Stored data entries
Start of Block
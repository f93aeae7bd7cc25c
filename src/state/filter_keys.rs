//! Filter Keys - input bindings that emit filter transitions
//!
//! The only writers of the [`FilterStore`]:
//!
//! | Input | Transition |
//! |---|---|
//! | Enter / Space on "All" tab, or click | `select_all_users` |
//! | Enter / Space on a user tab, or click | `select_user(name)` |
//! | ArrowLeft / ArrowRight on a tab | move to neighbouring tab and select it |
//! | Typing / Backspace in the search field | `set_query` |
//! | Escape, or the clear button | `clear_query` |
//! | Ctrl+R, or the reset button | `reset_filters` |
//!
//! Also: `/` focuses the search field, `q` quits when not typing.
//! After every transition the focus ring is rebuilt, since the clear button
//! exists only while the query is non-empty.

use std::rc::Rc;
use std::sync::Arc;
use std::sync::atomic::{AtomicBool, Ordering};

use tracing::debug;

use super::filters::FilterStore;
use super::keyboard::{self, KeyboardEvent};
use super::{focus, mouse};
use crate::catalog::User;
use crate::view::{focus_order, Control};

/// Cleanup handle for filter bindings
pub struct FilterKeysHandle {
    cleanups: Vec<Box<dyn FnOnce()>>,
}

impl FilterKeysHandle {
    pub fn cleanup(self) {
        for cleanup in self.cleanups {
            cleanup();
        }
    }
}

/// Rebuild the focus ring for the current filter state.
pub fn sync_focus_ring(store: &FilterStore, users: &[User]) {
    focus::set_focus_ring(focus_order(users, &store.state()));
}

/// Perform the action behind a control. Returns false for controls with no
/// action (the search field only takes focus).
pub fn activate(control: Control, store: &FilterStore, users: &[User]) -> bool {
    let handled = match control {
        Control::AllUsers => {
            store.select_all_users();
            true
        }
        Control::User(id) => match users.iter().find(|u| u.id == id) {
            Some(user) => {
                store.select_user(&user.name);
                true
            }
            None => false,
        },
        Control::ClearButton => {
            store.clear_query();
            true
        }
        Control::ResetAll => {
            store.reset_filters();
            true
        }
        Control::SearchField => false,
    };

    if handled {
        sync_focus_ring(store, users);
    }
    handled
}

fn is_activation_key(event: &KeyboardEvent) -> bool {
    event.key == "Enter" || event.key == " "
}

/// Register all filter bindings. Returns a handle for cleanup.
pub fn setup_filter_keys(
    store: FilterStore,
    users: Rc<Vec<User>>,
    running: Arc<AtomicBool>,
) -> FilterKeysHandle {
    let mut cleanups: Vec<Box<dyn FnOnce()>> = Vec::new();
    sync_focus_ring(&store, &users);

    // Search field: text editing
    {
        let store = store.clone();
        let users = users.clone();
        cleanups.push(Box::new(keyboard::on_focused(Control::SearchField, move |event| {
            let mut query = store.query();
            if let Some(c) = event.printable_char() {
                query.push(c);
            } else if event.key == "Backspace" {
                if query.pop().is_none() {
                    return true;
                }
            } else {
                return false;
            }
            store.set_query(&query);
            sync_focus_ring(&store, &users);
            true
        })));
    }

    // Tabs and buttons: activation keys
    let mut activatable = vec![Control::AllUsers, Control::ClearButton, Control::ResetAll];
    activatable.extend(users.iter().map(|u| Control::User(u.id)));

    for control in activatable {
        let store = store.clone();
        let users = users.clone();
        cleanups.push(Box::new(keyboard::on_focused(control, move |event| {
            if is_activation_key(event) {
                return activate(control, &store, &users);
            }

            let is_tab = matches!(control, Control::AllUsers | Control::User(_));
            let step = match event.key.as_str() {
                "ArrowRight" if is_tab => 1,
                "ArrowLeft" if is_tab => -1,
                _ => return false,
            };
            let tabs: Vec<Control> = std::iter::once(Control::AllUsers)
                .chain(users.iter().map(|u| Control::User(u.id)))
                .collect();
            let Some(pos) = tabs.iter().position(|c| *c == control) else {
                return false;
            };
            let next = tabs[(pos as isize + step).rem_euclid(tabs.len() as isize) as usize];
            focus::focus(next);
            activate(next, &store, &users)
        })));
    }

    // Escape clears the query from anywhere
    {
        let store = store.clone();
        let users = users.clone();
        cleanups.push(Box::new(keyboard::on_key("Escape", move || {
            if store.query().is_empty() {
                return false;
            }
            store.clear_query();
            sync_focus_ring(&store, &users);
            true
        })));
    }

    // Ctrl+R reset, `/` search, `q` quit
    {
        let store = store.clone();
        let users = users.clone();
        cleanups.push(Box::new(keyboard::on(move |event| {
            if event.modifiers.ctrl && event.key == "r" {
                store.reset_filters();
                sync_focus_ring(&store, &users);
                return true;
            }
            match event.printable_char() {
                Some('/') => {
                    focus::focus(Control::SearchField);
                    true
                }
                Some('q') => {
                    debug!("quit requested");
                    running.store(false, Ordering::SeqCst);
                    true
                }
                _ => false,
            }
        })));
    }

    // Mouse: clicking focuses, then activates
    {
        let store = store.clone();
        let users = users.clone();
        cleanups.push(Box::new(mouse::on_click(move |control| {
            focus::focus(control);
            activate(control, &store, &users);
            true
        })));
    }

    FilterKeysHandle { cleanups }
}

// =============================================================================
// TESTS
// =============================================================================

#[cfg(test)]
mod tests {
    use super::*;
    use crate::catalog::Fixtures;
    use crate::state::global_keys::{route_keyboard_event, setup_global_keys};
    use crate::state::keyboard::{reset_keyboard_state, Modifiers};
    use crate::state::mouse::{fill_hit_rect, reset_mouse_state, resize_hit_grid, MouseButton, MouseEvent};
    use crate::state::focus::reset_focus_state;

    struct Harness {
        store: FilterStore,
        running: Arc<AtomicBool>,
        users: Rc<Vec<User>>,
    }

    fn setup() -> Harness {
        reset_keyboard_state();
        reset_focus_state();
        reset_mouse_state();

        let fixtures = Fixtures::embedded().unwrap();
        let store = FilterStore::new(fixtures.product_views());
        let users = Rc::new(fixtures.users().to_vec());
        let running = Arc::new(AtomicBool::new(true));

        // Handles are leaked on purpose; every test resets the registries.
        std::mem::forget(setup_global_keys(running.clone()));
        std::mem::forget(setup_filter_keys(store.clone(), users.clone(), running.clone()));

        Harness { store, running, users }
    }

    fn press(key: &str) {
        route_keyboard_event(KeyboardEvent::new(key));
    }

    fn type_text(text: &str) {
        for c in text.chars() {
            press(&c.to_string());
        }
    }

    #[test]
    fn test_typing_in_search_sets_query() {
        let h = setup();
        focus::focus(Control::SearchField);

        type_text("Ph");
        assert_eq!(h.store.query(), "Ph");
        assert_eq!(h.store.visible().len(), 1);

        press("Backspace");
        assert_eq!(h.store.query(), "P");
    }

    #[test]
    fn test_backspace_on_empty_query() {
        let h = setup();
        focus::focus(Control::SearchField);
        press("Backspace");
        assert_eq!(h.store.query(), "");
    }

    #[test]
    fn test_typing_outside_search_is_ignored() {
        let h = setup();
        focus::focus(Control::AllUsers);
        type_text("ab");
        assert_eq!(h.store.query(), "");
    }

    #[test]
    fn test_slash_focuses_search() {
        let h = setup();
        press("/");
        assert!(focus::is_focused(Control::SearchField));

        // Inside the field, `/` is just text.
        press("/");
        assert_eq!(h.store.query(), "/");
    }

    #[test]
    fn test_escape_clears_query() {
        let h = setup();
        h.store.set_query("milk");
        press("Escape");
        assert_eq!(h.store.query(), "");
    }

    #[test]
    fn test_enter_on_user_tab_selects_user() {
        let h = setup();
        let anna = h.users.iter().find(|u| u.name == "Anna").unwrap().id;

        focus::focus(Control::User(anna));
        press("Enter");
        assert_eq!(h.store.user_for_filter(), "Anna");

        // Selecting again keeps the filter.
        press(" ");
        assert_eq!(h.store.user_for_filter(), "Anna");

        focus::focus(Control::AllUsers);
        press("Enter");
        assert_eq!(h.store.user_for_filter(), "");
    }

    #[test]
    fn test_arrows_walk_tabs() {
        let h = setup();
        focus::focus(Control::AllUsers);

        press("ArrowRight");
        assert_eq!(h.store.user_for_filter(), h.users[0].name);

        press("ArrowLeft");
        assert_eq!(h.store.user_for_filter(), "");

        press("ArrowLeft");
        assert_eq!(h.store.user_for_filter(), h.users.last().unwrap().name);
    }

    #[test]
    fn test_clear_button_appears_and_returns_focus() {
        let h = setup();
        focus::focus(Control::SearchField);
        assert!(!focus::focus_ring().contains(&Control::ClearButton));

        type_text("x");
        assert!(focus::focus_ring().contains(&Control::ClearButton));

        press("Tab");
        assert!(focus::is_focused(Control::ClearButton));
        press("Enter");
        assert_eq!(h.store.query(), "");
        assert!(focus::is_focused(Control::SearchField));
    }

    #[test]
    fn test_ctrl_r_resets_everything() {
        let h = setup();
        h.store.select_user("Roma");
        h.store.set_query("ph");

        route_keyboard_event(KeyboardEvent::with_modifiers("r", Modifiers::ctrl()));
        assert_eq!(h.store.user_for_filter(), "");
        assert_eq!(h.store.query(), "");
    }

    #[test]
    fn test_reset_button() {
        let h = setup();
        h.store.select_user("Max");
        focus::focus(Control::ResetAll);
        press("Enter");
        assert_eq!(h.store.user_for_filter(), "");
    }

    #[test]
    fn test_q_quits_only_outside_search() {
        let h = setup();
        focus::focus(Control::SearchField);
        press("q");
        assert!(h.running.load(Ordering::SeqCst));

        focus::focus(Control::ResetAll);
        press("q");
        assert!(!h.running.load(Ordering::SeqCst));
    }

    #[test]
    fn test_click_selects_user() {
        let h = setup();
        let roma = h.users.iter().find(|u| u.name == "Roma").unwrap().id;
        resize_hit_grid(40, 10);
        fill_hit_rect(5, 2, 6, 1, Control::User(roma));

        assert!(mouse::dispatch(MouseEvent::down(MouseButton::Left, 6, 2)));
        assert_eq!(h.store.user_for_filter(), "Roma");
        assert!(focus::is_focused(Control::User(roma)));
    }
}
End of Block
■ Problem requirements: Show every line above in which the word "crate" appears.

■ Answer to this problem:
use crate::catalog::User;
use crate::view::{focus_order, Control};
    use crate::catalog::Fixtures;
    use crate::state::global_keys::{route_keyboard_event, setup_global_keys};
    use crate::state::keyboard::{reset_keyboard_state, Modifiers};
    use crate::state::mouse::{fill_hit_rect, reset_mouse_state, resize_hit_grid, MouseButton, MouseEvent};
    use crate::state::focus::reset_focus_state;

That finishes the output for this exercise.